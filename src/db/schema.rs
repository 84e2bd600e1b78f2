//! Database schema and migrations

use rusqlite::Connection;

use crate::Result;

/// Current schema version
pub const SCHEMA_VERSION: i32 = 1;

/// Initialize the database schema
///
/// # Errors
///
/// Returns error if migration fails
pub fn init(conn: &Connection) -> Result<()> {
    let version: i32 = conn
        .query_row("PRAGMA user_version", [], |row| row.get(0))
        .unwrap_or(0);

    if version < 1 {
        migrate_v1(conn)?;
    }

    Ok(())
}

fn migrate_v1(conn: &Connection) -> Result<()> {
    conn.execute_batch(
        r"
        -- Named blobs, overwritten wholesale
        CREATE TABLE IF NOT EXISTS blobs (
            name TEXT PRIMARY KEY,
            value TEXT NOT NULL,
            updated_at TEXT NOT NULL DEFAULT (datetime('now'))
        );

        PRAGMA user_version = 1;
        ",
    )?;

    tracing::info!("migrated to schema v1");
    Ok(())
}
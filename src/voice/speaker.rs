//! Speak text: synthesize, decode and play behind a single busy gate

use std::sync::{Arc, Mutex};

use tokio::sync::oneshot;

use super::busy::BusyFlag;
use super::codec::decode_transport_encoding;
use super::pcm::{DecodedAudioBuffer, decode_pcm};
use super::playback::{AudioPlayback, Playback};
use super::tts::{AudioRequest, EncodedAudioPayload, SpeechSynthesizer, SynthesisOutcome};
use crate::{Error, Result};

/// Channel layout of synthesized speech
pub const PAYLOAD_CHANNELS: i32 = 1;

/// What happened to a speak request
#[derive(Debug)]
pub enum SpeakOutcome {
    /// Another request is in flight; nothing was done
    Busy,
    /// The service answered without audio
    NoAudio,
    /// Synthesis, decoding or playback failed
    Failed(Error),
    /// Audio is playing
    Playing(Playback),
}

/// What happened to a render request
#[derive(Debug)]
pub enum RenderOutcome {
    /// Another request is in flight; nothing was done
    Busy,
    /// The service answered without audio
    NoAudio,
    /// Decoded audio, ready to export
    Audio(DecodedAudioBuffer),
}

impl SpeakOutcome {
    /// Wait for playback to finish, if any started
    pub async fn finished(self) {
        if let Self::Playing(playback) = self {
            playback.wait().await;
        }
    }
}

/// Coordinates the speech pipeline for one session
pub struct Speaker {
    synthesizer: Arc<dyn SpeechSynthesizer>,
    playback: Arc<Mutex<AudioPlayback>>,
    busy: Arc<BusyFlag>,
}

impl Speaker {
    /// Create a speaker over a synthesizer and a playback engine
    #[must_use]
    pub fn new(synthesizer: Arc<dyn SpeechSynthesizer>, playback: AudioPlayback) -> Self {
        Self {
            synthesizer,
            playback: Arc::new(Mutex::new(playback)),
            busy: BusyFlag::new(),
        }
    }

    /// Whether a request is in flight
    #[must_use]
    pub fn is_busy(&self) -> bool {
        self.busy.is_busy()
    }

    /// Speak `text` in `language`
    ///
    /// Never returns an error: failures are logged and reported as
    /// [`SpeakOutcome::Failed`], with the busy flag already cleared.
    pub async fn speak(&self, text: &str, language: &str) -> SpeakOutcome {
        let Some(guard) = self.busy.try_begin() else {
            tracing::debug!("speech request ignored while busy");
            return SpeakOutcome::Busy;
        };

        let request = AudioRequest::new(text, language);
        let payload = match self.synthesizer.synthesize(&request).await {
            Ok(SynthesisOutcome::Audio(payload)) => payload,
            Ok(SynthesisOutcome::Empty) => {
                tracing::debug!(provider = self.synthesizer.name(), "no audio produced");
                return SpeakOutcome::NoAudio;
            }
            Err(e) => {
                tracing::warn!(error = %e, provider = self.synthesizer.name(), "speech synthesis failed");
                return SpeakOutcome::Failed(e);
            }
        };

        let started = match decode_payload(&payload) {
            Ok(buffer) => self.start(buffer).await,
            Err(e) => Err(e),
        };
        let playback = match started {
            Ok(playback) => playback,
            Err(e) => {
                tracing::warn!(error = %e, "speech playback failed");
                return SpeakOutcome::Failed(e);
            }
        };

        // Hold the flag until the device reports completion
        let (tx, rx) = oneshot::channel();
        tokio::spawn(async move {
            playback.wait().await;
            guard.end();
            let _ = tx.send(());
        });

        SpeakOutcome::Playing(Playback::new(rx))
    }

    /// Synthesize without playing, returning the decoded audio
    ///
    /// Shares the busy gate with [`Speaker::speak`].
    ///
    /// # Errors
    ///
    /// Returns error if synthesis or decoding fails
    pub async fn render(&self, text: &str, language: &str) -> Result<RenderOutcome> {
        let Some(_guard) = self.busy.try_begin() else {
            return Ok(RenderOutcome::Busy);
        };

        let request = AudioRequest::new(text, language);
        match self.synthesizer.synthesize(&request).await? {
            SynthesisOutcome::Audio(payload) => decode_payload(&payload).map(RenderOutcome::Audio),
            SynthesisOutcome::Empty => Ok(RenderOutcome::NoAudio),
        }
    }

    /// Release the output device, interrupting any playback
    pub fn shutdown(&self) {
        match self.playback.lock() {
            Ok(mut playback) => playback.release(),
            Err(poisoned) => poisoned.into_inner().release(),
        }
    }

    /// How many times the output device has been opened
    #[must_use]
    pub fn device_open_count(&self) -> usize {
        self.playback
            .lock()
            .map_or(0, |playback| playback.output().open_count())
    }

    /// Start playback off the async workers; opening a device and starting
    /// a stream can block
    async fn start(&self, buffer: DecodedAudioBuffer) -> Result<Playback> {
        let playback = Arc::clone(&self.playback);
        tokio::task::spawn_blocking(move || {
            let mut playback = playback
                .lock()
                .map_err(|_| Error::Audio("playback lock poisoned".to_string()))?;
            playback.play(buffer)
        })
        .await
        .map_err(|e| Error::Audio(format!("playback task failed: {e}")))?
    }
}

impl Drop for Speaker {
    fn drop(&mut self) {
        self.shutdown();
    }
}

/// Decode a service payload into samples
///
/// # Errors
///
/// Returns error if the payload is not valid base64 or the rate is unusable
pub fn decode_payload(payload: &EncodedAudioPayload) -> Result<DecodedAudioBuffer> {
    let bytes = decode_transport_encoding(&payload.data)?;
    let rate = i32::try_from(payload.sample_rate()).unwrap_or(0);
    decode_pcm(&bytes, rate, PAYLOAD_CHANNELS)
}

Your goal: Over the whole of the material above, count the lines that contain the word "RenderOutcome"; give only the number.

The completed task: 5